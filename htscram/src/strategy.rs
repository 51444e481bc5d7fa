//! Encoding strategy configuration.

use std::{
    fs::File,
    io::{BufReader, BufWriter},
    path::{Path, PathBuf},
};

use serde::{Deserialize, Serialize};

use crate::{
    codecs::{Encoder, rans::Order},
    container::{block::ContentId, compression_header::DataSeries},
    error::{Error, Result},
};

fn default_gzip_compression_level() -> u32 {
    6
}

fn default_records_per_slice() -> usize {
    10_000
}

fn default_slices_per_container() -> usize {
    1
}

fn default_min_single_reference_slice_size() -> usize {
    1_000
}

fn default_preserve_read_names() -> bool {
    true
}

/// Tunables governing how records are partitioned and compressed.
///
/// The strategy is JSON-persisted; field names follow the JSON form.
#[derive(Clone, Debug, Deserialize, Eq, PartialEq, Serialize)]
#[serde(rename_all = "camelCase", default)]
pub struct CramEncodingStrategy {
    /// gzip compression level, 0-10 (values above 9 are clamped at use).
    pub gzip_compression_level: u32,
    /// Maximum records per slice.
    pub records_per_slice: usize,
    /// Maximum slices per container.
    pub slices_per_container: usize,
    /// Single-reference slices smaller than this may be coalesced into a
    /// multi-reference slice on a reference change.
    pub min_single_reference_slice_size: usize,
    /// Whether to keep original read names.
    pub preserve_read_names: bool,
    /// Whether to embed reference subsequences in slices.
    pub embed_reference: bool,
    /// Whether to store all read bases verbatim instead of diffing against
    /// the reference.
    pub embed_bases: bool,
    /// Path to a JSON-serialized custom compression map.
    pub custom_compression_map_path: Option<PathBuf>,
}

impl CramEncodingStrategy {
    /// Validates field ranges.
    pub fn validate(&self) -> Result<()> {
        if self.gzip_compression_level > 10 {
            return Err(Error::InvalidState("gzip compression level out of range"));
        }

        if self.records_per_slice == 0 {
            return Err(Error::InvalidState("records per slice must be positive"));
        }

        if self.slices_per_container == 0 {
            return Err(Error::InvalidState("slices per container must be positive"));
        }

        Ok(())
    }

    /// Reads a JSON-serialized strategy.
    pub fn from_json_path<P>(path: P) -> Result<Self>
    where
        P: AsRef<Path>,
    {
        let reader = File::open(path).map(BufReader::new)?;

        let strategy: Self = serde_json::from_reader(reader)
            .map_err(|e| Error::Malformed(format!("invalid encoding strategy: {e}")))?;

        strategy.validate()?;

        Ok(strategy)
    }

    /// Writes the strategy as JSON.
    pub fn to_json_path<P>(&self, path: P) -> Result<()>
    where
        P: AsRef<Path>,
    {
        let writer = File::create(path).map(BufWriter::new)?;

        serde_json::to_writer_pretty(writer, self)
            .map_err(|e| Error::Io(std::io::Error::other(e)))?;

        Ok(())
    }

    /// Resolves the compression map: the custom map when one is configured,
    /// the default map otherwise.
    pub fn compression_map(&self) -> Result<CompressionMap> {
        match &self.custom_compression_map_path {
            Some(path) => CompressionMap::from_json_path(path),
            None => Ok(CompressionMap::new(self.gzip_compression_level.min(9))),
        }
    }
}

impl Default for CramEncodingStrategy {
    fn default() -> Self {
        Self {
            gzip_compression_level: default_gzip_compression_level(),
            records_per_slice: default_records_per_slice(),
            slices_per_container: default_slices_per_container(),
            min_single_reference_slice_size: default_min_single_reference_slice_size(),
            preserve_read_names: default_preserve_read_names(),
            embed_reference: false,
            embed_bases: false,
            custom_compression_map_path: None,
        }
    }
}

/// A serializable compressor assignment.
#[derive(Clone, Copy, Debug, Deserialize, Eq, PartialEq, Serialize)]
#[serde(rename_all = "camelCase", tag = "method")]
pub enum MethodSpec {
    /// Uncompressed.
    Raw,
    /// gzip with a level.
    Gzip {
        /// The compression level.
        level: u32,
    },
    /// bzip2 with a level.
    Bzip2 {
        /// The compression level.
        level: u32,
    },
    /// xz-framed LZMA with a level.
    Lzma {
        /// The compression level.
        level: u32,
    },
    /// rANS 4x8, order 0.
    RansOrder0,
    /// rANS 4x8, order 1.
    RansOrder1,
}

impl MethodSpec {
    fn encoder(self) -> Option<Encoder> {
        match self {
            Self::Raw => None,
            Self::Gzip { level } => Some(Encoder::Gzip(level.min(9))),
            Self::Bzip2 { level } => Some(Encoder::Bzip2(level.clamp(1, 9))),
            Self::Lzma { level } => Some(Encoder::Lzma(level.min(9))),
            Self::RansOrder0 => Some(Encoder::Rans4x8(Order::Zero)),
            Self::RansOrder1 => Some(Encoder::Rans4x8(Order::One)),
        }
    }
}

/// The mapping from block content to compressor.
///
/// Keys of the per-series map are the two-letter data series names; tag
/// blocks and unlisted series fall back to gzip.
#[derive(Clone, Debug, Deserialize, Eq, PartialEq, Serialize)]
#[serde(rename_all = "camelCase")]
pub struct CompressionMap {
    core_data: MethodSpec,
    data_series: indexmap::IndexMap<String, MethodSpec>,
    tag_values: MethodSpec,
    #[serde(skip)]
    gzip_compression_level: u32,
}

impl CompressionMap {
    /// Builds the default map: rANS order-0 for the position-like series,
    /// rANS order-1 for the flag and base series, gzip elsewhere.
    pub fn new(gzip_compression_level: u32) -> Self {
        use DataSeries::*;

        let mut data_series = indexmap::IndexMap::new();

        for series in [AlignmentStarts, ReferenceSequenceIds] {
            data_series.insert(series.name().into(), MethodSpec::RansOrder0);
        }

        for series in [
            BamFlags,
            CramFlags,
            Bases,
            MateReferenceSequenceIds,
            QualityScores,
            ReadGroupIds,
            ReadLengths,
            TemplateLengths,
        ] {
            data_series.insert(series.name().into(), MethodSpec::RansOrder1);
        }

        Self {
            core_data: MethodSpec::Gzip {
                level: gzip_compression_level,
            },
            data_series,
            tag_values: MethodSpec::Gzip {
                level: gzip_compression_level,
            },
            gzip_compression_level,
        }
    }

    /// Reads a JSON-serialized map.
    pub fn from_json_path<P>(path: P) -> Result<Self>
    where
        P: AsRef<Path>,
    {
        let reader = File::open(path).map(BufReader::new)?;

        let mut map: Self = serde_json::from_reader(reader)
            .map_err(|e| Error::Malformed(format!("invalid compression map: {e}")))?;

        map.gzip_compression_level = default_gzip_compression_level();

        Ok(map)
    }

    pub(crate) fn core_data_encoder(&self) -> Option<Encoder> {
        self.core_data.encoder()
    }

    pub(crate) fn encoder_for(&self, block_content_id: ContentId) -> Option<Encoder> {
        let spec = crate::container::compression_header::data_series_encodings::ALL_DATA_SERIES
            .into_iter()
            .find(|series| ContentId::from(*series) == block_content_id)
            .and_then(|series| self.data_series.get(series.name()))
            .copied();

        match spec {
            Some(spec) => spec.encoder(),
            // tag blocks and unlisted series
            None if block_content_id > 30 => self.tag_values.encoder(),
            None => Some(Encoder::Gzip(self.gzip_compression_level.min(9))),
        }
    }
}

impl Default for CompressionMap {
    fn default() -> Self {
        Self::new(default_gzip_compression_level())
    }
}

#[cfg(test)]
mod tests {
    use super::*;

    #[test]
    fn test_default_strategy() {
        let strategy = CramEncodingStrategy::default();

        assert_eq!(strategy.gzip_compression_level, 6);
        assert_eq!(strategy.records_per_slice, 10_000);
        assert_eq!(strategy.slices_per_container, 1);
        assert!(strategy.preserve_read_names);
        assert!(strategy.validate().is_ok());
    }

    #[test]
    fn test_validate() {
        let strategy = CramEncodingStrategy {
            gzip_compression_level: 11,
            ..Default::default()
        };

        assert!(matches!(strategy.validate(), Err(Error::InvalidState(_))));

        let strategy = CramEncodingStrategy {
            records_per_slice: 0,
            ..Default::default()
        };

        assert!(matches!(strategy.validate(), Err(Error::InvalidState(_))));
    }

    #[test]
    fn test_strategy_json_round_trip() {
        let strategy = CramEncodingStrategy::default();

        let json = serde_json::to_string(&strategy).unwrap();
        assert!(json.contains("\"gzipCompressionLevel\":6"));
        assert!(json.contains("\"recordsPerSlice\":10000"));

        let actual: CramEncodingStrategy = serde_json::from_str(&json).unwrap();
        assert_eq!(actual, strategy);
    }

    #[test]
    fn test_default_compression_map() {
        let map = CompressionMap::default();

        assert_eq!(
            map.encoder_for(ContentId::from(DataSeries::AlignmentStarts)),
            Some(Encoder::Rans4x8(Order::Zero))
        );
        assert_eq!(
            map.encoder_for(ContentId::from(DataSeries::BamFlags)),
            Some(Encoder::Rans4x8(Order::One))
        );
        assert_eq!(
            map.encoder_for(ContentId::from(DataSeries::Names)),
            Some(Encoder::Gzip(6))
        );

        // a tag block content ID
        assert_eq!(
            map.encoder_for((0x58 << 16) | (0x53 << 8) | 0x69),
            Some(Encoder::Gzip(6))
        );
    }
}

...

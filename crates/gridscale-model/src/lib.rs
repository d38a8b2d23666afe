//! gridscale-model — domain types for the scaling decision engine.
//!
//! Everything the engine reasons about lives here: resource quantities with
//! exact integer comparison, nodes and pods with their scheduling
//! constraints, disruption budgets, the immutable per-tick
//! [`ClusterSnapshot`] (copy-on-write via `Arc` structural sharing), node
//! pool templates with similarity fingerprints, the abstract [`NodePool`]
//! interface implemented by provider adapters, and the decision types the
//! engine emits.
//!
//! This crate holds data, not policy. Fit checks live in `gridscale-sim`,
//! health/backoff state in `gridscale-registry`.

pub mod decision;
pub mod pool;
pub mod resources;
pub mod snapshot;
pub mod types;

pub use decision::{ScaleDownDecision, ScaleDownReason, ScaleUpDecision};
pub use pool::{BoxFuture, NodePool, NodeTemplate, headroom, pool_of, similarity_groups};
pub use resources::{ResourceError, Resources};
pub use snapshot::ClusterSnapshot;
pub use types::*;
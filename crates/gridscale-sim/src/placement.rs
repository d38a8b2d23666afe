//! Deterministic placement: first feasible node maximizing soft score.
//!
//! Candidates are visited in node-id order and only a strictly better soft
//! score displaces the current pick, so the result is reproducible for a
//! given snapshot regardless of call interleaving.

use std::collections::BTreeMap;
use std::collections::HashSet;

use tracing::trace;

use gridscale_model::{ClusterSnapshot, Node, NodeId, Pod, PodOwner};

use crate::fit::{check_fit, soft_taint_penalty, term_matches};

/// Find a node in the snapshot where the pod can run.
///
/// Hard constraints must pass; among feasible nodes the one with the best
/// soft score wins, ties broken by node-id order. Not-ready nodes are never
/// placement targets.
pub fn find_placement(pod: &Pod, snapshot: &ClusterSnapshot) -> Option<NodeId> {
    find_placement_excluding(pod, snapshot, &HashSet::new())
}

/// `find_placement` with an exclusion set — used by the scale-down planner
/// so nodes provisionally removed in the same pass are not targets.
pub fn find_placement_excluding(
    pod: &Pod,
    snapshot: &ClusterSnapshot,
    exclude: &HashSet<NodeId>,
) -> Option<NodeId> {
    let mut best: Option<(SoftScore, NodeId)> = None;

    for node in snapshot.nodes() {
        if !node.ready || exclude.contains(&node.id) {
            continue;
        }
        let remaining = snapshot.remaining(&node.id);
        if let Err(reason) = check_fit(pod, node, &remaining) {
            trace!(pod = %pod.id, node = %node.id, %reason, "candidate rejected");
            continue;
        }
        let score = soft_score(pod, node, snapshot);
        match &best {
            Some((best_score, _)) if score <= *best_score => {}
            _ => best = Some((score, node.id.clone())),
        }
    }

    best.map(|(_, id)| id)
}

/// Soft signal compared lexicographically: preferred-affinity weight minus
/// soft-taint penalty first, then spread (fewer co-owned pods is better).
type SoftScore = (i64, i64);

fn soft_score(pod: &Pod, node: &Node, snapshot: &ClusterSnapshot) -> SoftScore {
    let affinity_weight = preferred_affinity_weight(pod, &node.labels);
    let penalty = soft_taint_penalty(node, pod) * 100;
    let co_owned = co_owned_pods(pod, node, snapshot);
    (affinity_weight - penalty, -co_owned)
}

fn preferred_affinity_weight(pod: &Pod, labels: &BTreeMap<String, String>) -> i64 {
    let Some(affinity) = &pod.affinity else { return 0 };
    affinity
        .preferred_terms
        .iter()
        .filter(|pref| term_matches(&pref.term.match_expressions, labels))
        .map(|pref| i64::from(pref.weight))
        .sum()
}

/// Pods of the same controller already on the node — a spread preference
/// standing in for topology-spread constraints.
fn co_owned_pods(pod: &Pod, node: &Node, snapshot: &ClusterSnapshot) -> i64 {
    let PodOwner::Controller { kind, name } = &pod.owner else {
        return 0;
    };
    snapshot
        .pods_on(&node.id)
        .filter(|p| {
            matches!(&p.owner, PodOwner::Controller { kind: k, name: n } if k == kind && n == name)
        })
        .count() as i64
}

WORK TO BE COMPLETED >>
All lines above from the one holding "let writer = File::create(path).map(BufWriter::new)?;" to the one holding "serializable compressor assignment.", inclusive, are to be copied exactly; no other line is wanted.

YOUR RESPONSE >>
        let writer = File::create(path).map(BufWriter::new)?;

        serde_json::to_writer_pretty(writer, self)
            .map_err(|e| Error::Io(std::io::Error::other(e)))?;

        Ok(())
    }

    /// Resolves the compression map: the custom map when one is configured,
    /// the default map otherwise.
    pub fn compression_map(&self) -> Result<CompressionMap> {
        match &self.custom_compression_map_path {
            Some(path) => CompressionMap::from_json_path(path),
            None => Ok(CompressionMap::new(self.gzip_compression_level.min(9))),
        }
    }
}

impl Default for CramEncodingStrategy {
    fn default() -> Self {
        Self {
            gzip_compression_level: default_gzip_compression_level(),
            records_per_slice: default_records_per_slice(),
            slices_per_container: default_slices_per_container(),
            min_single_reference_slice_size: default_min_single_reference_slice_size(),
            preserve_read_names: default_preserve_read_names(),
            embed_reference: false,
            embed_bases: false,
            custom_compression_map_path: None,
        }
    }
}

/// A serializable compressor assignment.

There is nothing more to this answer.